The leaders of Voices have always cherished the values of participation, collaboration and democracy, but this has never been a naive pursuit. Democracy does not often come without a fight, and what may seem fair in one moment may soon come to be seen as inequitable when viewed from another perspective, or at another time. The previous edition of Voices exemplified those values and illustrated how things can and do change. In the special edition on disability studies, Sue Hadley drew together a set of papers and modelled for us how it is possible to grow and change in response to seeing and hearing new perspectives that challenge assumptions which have previously gone unchecked. As Sue is well known to quote - once you have seen something, you cannot un-see it. The Special Edition was a way of drawing our readers attention to things we may have assumed were being experienced differently; in this case, to challenge expert-driven practices which many of us believed were helpful and had not reflexively considered whether this was always so.

During the brief hiatus that was offered to some of the editorial team while Sue ably managed the special edition, we took the opportunity to once again examine our processes, and once again, to reach out into the Voices community and invite our reviewing team to recommit to the values that drive Voices. Having only recently expanded the editorial team and welcomed a dynamic group of passionate music therapy scholars to take more responsibility for achieving the vision of Voices, we turned our attention to those who do the business of reviewing. These are the people who generously donate hundreds of hours to carefully considering the papers that are submitted to Voices, providing feedback that we in the editorial team then share with our writers in what we like to describe as a process of engaged dialogue.

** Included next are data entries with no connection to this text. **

//! # Signature Rules
//!
//! An ordered list of declarative rules decides, per message kind and
//! action, whether a message must be signed on the way out and/or verified
//! on the way in. The first matching rule wins; messages matched by no rule
//! fall back to the policy's default requirement.

use crate::domain::errors::PolicyError;
use fl_01_envelope::MessageKind;
use serde::{Deserialize, Serialize};
use std::fmt;

/// Which way a message is travelling relative to this node.
#[derive(Debug, Clone, Copy, PartialEq, Eq, Hash)]
pub enum Direction {
    /// Received from a peer.
    Incoming,
    /// About to be transmitted.
    Outgoing,
}

/// What a rule demands of matching messages.
#[derive(Debug, Clone, Copy, PartialEq, Eq, Hash, Default, Serialize, Deserialize)]
pub enum SignatureRequirement {
    /// No signing and no verification.
    #[default]
    None,
    /// Sign outgoing messages.
    Sign,
    /// Verify incoming messages.
    Verify,
    /// Sign outgoing and verify incoming messages.
    SignAndVerify,
}

impl SignatureRequirement {
    /// Whether this requirement does anything in `direction`.
    #[must_use]
    pub fn applies_to(self, direction: Direction) -> bool {
        match (self, direction) {
            (Self::None, _) => false,
            (Self::Sign, Direction::Outgoing) | (Self::Verify, Direction::Incoming) => true,
            (Self::SignAndVerify, _) => true,
            _ => false,
        }
    }
}

/// Action matcher: `*` matches everything, `Prefix*` matches by prefix,
/// anything else must match exactly.
#[derive(Debug, Clone, PartialEq, Eq, Hash, Serialize, Deserialize)]
#[serde(try_from = "String", into = "String")]
pub enum ActionPattern {
    Any,
    Prefix(String),
    Exact(String),
}

impl ActionPattern {
    /// Parse a pattern string.
    pub fn parse(pattern: &str) -> Result<Self, PolicyError> {
        match pattern {
            "" => Err(PolicyError::InvalidPattern(pattern.to_string())),
            "*" => Ok(Self::Any),
            p => match p.strip_suffix('*') {
                Some(prefix) if prefix.contains('*') => {
                    Err(PolicyError::InvalidPattern(pattern.to_string()))
                }
                Some(prefix) => Ok(Self::Prefix(prefix.to_string())),
                None if p.contains('*') => Err(PolicyError::InvalidPattern(pattern.to_string())),
                None => Ok(Self::Exact(p.to_string())),
            },
        }
    }

    #[must_use]
    pub fn matches(&self, action: &str) -> bool {
        match self {
            Self::Any => true,
            Self::Prefix(prefix) => action.starts_with(prefix.as_str()),
            Self::Exact(exact) => action == exact,
        }
    }
}

impl TryFrom<String> for ActionPattern {
    type Error = PolicyError;

    fn try_from(pattern: String) -> Result<Self, Self::Error> {
        Self::parse(&pattern)
    }
}

impl From<ActionPattern> for String {
    fn from(pattern: ActionPattern) -> Self {
        pattern.to_string()
    }
}

impl fmt::Display for ActionPattern {
    fn fmt(&self, f: &mut fmt::Formatter<'_>) -> fmt::Result {
        match self {
            Self::Any => f.write_str("*"),
            Self::Prefix(prefix) => write!(f, "{prefix}*"),
            Self::Exact(exact) => f.write_str(exact),
        }
    }
}

/// One policy rule.
#[derive(Debug, Clone, PartialEq, Eq, Serialize, Deserialize)]
#[serde(rename_all = "camelCase")]
pub struct SignatureRule {
    /// Message kind the rule applies to. `None` matches every kind.
    #[serde(default)]
    pub kind: Option<MessageKind>,

    /// Actions the rule applies to. For responses and errors this is the
    /// action of the request they answer.
    pub action: ActionPattern,

    pub requirement: SignatureRequirement,

    /// Keys to sign with, and the only keys accepted when verifying.
    /// Empty means every configured key.
    #[serde(default)]
    pub keys: Vec<String>,
}

impl SignatureRule {
    /// Rule matching every kind for `action`.
    #[must_use]
    pub fn new(action: ActionPattern, requirement: SignatureRequirement) -> Self {
        Self {
            kind: None,
            action,
            requirement,
            keys: Vec::new(),
        }
    }

    #[must_use]
    pub fn for_kind(mut self, kind: MessageKind) -> Self {
        self.kind = Some(kind);
        self
    }

    #[must_use]
    pub fn with_keys(mut self, keys: Vec<String>) -> Self {
        self.keys = keys;
        self
    }

    #[must_use]
    pub fn matches(&self, kind: MessageKind, action: &str) -> bool {
        self.kind.map_or(true, |k| k == kind) && self.action.matches(action)
    }
}

/// First rule matching `kind` and `action`.
#[must_use]
pub fn first_match<'a>(
    rules: &'a [SignatureRule],
    kind: MessageKind,
    action: &str,
) -> Option<&'a SignatureRule> {
    rules.iter().find(|rule| rule.matches(kind, action))
}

Voices, as a peer reviewed journal, aspires to live out the values of participation, collaboration and democracy through processes that are intentionally distinct to those that are aligned with objective views and subscribe to scientific views about the judgment of quality. We begin that process by inviting well located peers to consider contributions and provide critical feedback. Our editors then engage in a conversation with the writers themselves to contemplate how their peers’ views might be incorporated to strengthen and deepen the paper. Developing peer review processes that acknowledge subjectivity and embrace critical perspectives in ways that are decidedly distinct from the traditional objective approach has been a challenge. It is not easy to balance high expectations about the quality of the papers that we are proud to publish without falling into making judgments that are aligned with positivist beliefs about the good and the bad, that which should be in and out. We strive to focus on what can be expressed inter-subjectively and to laud the critical.

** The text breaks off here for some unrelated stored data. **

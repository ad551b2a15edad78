//! # Integration Test Flows
//!
//! Plain request/response traffic across the three-node line:
//!
//! 1. **CSMS → device via relay**: the relay forwards, the device answers,
//!    the answer retraces the path
//! 2. **Device → CSMS over the default route**
//! 3. **Typed messages** end to end
//! 4. **Event bus**: each node reports its share of the exchange

#[cfg(test)]
mod tests {
    use crate::fixtures::{node, Topology, CSMS, DEVICE, RELAY};
    use fl_01_envelope::{Message, Payload, Request};
    use serde::{Deserialize, Serialize};
    use shared_bus::{AdapterEvent, EventFilter, EventTopic};
    use std::time::Duration;

    // =============================================================================
    // TEST FIXTURES
    // =============================================================================

    #[derive(Debug, Serialize, Deserialize)]
    #[serde(rename_all = "camelCase")]
    struct Reset {
        reset_type: String,
    }

    #[derive(Debug, PartialEq, Serialize, Deserialize)]
    struct ResetResponse {
        status: String,
    }

    impl Message for Reset {
        const ACTION: &'static str = "Reset";
        type Response = ResetResponse;
    }

    // =============================================================================
    // REQUEST / RESPONSE ACROSS THE RELAY
    // =============================================================================

    #[tokio::test]
    async fn test_csms_reaches_device_through_relay() {
        let net = Topology::new();

        let response = net
            .csms
            .output()
            .call(net.to_device("1", "Echo", r#"{"connectorId":1}"#))
            .await
            .unwrap();

        assert_eq!(response.correlation_id.as_str(), "1");
        assert_eq!(response.payload.as_json(), Some(r#"{"connectorId":1}"#));
        assert_eq!(
            response.header.path.hops(),
            &[node(DEVICE), node(RELAY), node(CSMS)]
        );
        assert_eq!(net.device_calls(), 1);
        assert_eq!(net.csms.pending().pending_count(), 0);
        assert_eq!(net.relay.pending().pending_count(), 0);
    }

    #[tokio::test]
    async fn test_device_reaches_csms_over_default_route() {
        let net = Topology::new();

        // The CSMS has no handlers: the answer is a NotImplemented error
        // that travels back through the relay.
        let request = Request::new("BootNotification", Payload::empty())
            .with_correlation_id("boot-1")
            .with_destination(node(CSMS));
        let failure = net.device.output().call(request).await.unwrap_err();

        assert_eq!(failure.kind(), shared_types::ErrorKind::ActionNotSupported);
        assert_eq!(net.device.pending().pending_count(), 0);
    }

    #[tokio::test]
    async fn test_typed_message_round_trip() {
        let net = Topology::new();

        let response = net
            .csms
            .output()
            .send(
                Some(node(DEVICE)),
                &Reset {
                    reset_type: "Immediate".into(),
                },
            )
            .await
            .unwrap();

        assert_eq!(
            response,
            ResetResponse {
                status: "Accepted".into()
            }
        );
    }

    // =============================================================================
    // EVENT BUS
    // =============================================================================

    #[tokio::test]
    async fn test_each_node_reports_its_part() {
        let net = Topology::new();
        let mut relay_events = net
            .relay
            .events()
            .subscribe(EventFilter::topics(vec![EventTopic::Forwarding]));
        let mut device_events = net
            .device
            .events()
            .subscribe(EventFilter::topics(vec![EventTopic::Dispatch]));

        net.csms
            .output()
            .call_with_timeout(
                net.to_device("ev-1", "Echo", "{}"),
                Duration::from_secs(5),
            )
            .await
            .unwrap();

        let forwarded = relay_events
            .drain()
            .into_iter()
            .find_map(|event| match event {
                AdapterEvent::RequestForwarded { next_hop, .. } => Some(next_hop),
                _ => None,
            });
        assert_eq!(forwarded, Some(node(DEVICE)));

        let handled = device_events.drain().into_iter().any(|event| {
            matches!(
                event,
                AdapterEvent::RequestHandled { ref action, error_code: None, .. } if action == "Echo"
            )
        });
        assert!(handled);
    }
}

It is these demands on critical thinking that led us to communicate once again with our reviewing community. Those reviewers listed on our website have all agreed to attempt these dialogical reviewing processes, and to consider papers for Voices using a different lens to that which they might normally adopt when reviewing for other journals. They have offered to give feedback about what perspectives might be missing, what assumptions might be being made and which ideas embedded in the paper might bear further consideration. This is not shared as a dictate to the writer but is seen as an integral part of the dialogue that then occurs and is facilitated by our talented editorial team.

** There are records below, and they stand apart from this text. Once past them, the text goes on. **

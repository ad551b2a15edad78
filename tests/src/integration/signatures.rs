//! # Signatures Across Hops
//!
//! Signing happens at the ends of a path; relays carry signatures through
//! untouched.

#[cfg(test)]
mod tests {
    use crate::fixtures::{config, node, signed, Topology, CSMS, DEVICE, RELAY};
    use fl_05_dispatch::ResponseErrorReport;
    use parking_lot::Mutex;
    use shared_bus::{AdapterEvent, EventFilter, EventTopic};
    use shared_types::{ErrorCode, ErrorKind, RequestFailure, SourceRouting};
    use std::sync::Arc;
    use std::time::Duration;

    const TIMEOUT: Duration = Duration::from_secs(5);

    // =============================================================================
    // SIGNED END TO END
    // =============================================================================

    #[tokio::test]
    async fn test_signed_request_and_response_pass_every_hop() {
        let net = Topology::signed();

        let response = net
            .csms
            .output()
            .call_with_timeout(net.to_device("s-1", "Echo", r#"{"b":2,"a":1}"#), TIMEOUT)
            .await
            .unwrap();

        assert!(!response.header.signatures.is_empty());
        assert_eq!(
            response.header.path.hops(),
            &[node(DEVICE), node(RELAY), node(CSMS)]
        );
        assert_eq!(net.device_calls(), 1);
    }

    // =============================================================================
    // REJECTIONS
    // =============================================================================

    #[tokio::test]
    async fn test_unsigned_request_never_reaches_device_handler() {
        let net = Topology::builder().device(signed(config(DEVICE))).build();
        let mut device_events = net
            .device
            .events()
            .subscribe(EventFilter::topics(vec![EventTopic::Signatures]));

        let failure = net
            .csms
            .output()
            .call_with_timeout(net.to_device("s-2", "Reset", "{}"), TIMEOUT)
            .await
            .unwrap_err();

        let RequestFailure::Remote { code, .. } = &failure else {
            panic!("expected a remote error, got {failure:?}");
        };
        assert_eq!(*code, ErrorCode::SecurityError);
        assert_eq!(failure.kind(), ErrorKind::SignatureError);
        assert_eq!(net.device_calls(), 0);

        let rejected = device_events.drain().into_iter().any(|event| {
            matches!(event, AdapterEvent::SignatureRejected { ref action, .. } if action == "Reset")
        });
        assert!(rejected);
    }

    #[tokio::test]
    async fn test_unsigned_response_fails_caller_and_is_reported_back() {
        let net = Topology::builder().csms(signed(config(CSMS))).build();
        let reports: Arc<Mutex<Vec<ResponseErrorReport>>> = Arc::default();
        {
            let reports = reports.clone();
            net.device.on_response_error("collect", move |report| {
                reports.lock().push(report.clone());
                Ok(())
            });
        }

        let failure = net
            .csms
            .output()
            .call_with_timeout(net.to_device("s-3", "Echo", "{}"), TIMEOUT)
            .await
            .unwrap_err();
        assert_eq!(failure.kind(), ErrorKind::SignatureError);
        // The device did run the handler; only its answer was refused.
        assert_eq!(net.device_calls(), 1);

        // The complaint travels csms -> relay -> cp-1.
        for _ in 0..100 {
            if !reports.lock().is_empty() {
                break;
            }
            tokio::time::sleep(Duration::from_millis(1)).await;
        }
        let reports = reports.lock();
        assert_eq!(reports.len(), 1);
        let error = &reports[0].error;
        assert_eq!(error.correlation_id.as_str(), "s-3");
        assert_eq!(error.code, ErrorCode::SecurityError);
        assert_eq!(
            error.header.routing,
            Some(SourceRouting::Destination(node(DEVICE)))
        );
        assert_eq!(net.csms.pending().pending_count(), 0);
    }
}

Our intention is that the papers published represent the Voices of people from all over the world, bringing different cultural values and beliefs. This includes objectivist perspectives, but also, so much more. We are also proud that this work continues to be available to all people, without need for privileged access through university libraries or by paying prohibitive fees. The free, open-access to Voices that the web-site provides is a crucial part of how we aim to match our values with action. The current edition is satisfying in the diversity of Voices represented from different cultures of music therapy and beyond and is freely available for you and your colleagues to read.

With all this in mind, we invite you to engage critically with what this edition has to offer and hope that you enjoy the hours of stimulating reading ahead.

With best wishes from the Editorial Team.